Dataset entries
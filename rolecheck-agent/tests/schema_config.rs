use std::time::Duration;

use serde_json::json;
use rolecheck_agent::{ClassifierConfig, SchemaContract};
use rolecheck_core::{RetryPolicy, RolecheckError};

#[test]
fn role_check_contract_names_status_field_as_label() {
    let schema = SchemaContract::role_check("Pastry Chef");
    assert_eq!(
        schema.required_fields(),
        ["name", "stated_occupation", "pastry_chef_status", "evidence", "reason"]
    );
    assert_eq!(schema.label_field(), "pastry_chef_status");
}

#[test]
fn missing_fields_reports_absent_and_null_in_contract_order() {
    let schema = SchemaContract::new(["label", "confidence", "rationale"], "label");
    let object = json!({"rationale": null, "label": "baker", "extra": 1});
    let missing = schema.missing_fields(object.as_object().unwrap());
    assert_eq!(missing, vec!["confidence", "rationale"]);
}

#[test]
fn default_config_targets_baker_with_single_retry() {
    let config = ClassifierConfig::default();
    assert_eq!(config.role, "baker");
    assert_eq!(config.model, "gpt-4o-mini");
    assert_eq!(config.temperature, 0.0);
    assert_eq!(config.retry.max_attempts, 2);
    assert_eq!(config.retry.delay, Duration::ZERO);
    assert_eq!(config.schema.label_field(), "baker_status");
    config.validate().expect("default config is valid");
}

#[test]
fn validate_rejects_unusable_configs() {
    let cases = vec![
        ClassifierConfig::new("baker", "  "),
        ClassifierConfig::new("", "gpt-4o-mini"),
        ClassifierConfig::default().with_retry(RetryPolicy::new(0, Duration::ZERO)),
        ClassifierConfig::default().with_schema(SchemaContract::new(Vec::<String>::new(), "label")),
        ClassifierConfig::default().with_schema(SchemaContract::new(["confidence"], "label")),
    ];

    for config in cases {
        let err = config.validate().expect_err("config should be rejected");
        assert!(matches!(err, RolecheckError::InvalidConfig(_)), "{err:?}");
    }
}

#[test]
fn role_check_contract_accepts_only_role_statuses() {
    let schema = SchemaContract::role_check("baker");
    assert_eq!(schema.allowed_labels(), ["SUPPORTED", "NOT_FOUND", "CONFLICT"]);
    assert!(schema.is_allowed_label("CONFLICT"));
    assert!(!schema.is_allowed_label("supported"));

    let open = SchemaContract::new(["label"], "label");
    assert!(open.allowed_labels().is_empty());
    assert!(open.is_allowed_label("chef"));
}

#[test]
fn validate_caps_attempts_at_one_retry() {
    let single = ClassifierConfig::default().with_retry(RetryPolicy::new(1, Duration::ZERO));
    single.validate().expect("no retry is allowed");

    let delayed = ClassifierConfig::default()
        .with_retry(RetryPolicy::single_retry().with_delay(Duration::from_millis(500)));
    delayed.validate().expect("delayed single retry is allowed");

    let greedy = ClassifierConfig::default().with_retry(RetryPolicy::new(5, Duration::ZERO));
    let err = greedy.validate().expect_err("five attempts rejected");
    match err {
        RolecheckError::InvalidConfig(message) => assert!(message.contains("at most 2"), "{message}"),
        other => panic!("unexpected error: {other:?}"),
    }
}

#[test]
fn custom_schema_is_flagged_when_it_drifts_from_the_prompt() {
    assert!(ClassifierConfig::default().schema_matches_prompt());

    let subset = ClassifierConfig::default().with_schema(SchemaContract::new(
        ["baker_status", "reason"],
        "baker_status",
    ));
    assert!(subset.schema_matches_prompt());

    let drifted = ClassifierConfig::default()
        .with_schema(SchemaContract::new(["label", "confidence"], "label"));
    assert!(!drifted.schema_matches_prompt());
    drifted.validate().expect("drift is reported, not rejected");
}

==

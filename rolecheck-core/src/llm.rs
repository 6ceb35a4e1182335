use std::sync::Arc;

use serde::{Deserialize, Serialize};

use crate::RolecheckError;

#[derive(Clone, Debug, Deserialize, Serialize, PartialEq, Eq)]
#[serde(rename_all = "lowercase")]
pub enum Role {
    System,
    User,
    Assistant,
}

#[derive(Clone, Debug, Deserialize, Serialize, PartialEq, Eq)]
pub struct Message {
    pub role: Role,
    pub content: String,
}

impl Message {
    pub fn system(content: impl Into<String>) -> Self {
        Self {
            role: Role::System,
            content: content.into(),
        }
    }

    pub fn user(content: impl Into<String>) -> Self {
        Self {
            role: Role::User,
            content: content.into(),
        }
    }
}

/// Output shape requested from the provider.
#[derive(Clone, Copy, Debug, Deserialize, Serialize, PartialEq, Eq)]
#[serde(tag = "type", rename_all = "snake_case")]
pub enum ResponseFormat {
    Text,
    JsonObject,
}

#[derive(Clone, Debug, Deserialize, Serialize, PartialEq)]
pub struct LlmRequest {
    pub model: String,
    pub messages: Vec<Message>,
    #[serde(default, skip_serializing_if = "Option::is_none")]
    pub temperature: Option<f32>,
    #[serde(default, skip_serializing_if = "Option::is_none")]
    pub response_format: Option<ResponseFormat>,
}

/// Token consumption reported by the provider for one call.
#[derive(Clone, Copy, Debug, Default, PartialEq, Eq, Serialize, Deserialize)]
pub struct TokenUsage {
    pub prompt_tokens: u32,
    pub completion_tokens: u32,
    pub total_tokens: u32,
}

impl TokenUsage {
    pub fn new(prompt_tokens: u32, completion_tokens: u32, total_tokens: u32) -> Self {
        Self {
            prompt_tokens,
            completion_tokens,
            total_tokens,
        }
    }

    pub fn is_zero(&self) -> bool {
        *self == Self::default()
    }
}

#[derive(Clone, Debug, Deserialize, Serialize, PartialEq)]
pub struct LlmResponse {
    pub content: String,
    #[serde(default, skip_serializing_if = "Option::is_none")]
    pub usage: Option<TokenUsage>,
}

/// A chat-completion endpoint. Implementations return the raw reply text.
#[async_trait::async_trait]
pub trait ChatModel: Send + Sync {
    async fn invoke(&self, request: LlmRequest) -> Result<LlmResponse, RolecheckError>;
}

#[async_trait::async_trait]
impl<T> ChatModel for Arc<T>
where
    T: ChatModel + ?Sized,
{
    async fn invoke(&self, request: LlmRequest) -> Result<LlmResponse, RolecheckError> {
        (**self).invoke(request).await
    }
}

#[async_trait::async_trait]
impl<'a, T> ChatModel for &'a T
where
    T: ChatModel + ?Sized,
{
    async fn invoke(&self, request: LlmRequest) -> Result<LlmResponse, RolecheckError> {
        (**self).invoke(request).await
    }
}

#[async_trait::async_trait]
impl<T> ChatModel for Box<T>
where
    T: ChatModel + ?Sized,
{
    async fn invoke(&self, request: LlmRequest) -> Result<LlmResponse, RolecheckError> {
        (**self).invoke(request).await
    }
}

--

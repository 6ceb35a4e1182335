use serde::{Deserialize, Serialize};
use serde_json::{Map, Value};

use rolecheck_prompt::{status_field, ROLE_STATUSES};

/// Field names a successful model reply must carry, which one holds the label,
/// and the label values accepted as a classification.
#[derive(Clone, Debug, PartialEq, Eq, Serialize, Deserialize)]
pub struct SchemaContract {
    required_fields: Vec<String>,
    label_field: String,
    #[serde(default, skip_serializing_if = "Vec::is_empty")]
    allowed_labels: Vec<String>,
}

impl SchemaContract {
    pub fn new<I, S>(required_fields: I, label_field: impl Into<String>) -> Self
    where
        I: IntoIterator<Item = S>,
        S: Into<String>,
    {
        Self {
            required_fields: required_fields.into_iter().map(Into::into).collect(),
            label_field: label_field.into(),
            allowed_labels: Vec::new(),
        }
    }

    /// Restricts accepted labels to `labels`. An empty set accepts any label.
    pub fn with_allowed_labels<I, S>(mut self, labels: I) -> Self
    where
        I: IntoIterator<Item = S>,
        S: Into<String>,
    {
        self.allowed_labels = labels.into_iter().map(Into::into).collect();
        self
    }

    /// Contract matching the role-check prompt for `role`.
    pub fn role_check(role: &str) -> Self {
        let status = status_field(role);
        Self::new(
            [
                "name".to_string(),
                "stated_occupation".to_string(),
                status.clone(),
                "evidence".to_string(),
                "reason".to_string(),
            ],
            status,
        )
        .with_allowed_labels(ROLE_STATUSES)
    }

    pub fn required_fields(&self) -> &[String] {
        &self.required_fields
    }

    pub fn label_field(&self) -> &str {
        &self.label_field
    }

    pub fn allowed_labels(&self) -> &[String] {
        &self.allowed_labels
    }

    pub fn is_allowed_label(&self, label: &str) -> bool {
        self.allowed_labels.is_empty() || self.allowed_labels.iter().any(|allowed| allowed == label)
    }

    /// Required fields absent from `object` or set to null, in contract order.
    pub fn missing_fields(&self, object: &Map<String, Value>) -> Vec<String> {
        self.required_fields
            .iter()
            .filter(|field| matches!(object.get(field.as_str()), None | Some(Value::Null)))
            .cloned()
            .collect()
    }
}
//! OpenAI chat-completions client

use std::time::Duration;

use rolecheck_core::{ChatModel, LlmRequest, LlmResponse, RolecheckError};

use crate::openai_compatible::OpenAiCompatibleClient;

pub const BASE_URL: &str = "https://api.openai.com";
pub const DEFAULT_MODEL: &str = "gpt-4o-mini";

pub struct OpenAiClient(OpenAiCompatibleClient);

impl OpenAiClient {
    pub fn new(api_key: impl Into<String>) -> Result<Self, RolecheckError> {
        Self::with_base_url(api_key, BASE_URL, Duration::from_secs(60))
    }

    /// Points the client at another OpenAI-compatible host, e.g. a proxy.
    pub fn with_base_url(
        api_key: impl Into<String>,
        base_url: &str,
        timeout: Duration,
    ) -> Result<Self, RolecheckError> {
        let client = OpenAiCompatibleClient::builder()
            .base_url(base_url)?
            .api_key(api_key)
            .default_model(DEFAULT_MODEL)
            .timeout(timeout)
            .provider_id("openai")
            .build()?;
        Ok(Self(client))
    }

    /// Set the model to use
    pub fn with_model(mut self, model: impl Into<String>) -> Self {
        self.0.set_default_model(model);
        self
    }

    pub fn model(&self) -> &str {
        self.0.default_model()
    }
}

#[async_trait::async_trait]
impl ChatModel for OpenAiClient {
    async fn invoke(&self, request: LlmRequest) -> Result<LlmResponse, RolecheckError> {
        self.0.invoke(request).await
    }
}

» **Goal of the exercise**: Check the records above and copy each line that has the string "OpenAiClient".

» **Worked solution**:
pub struct OpenAiClient(OpenAiCompatibleClient);
impl OpenAiClient {
impl ChatModel for OpenAiClient {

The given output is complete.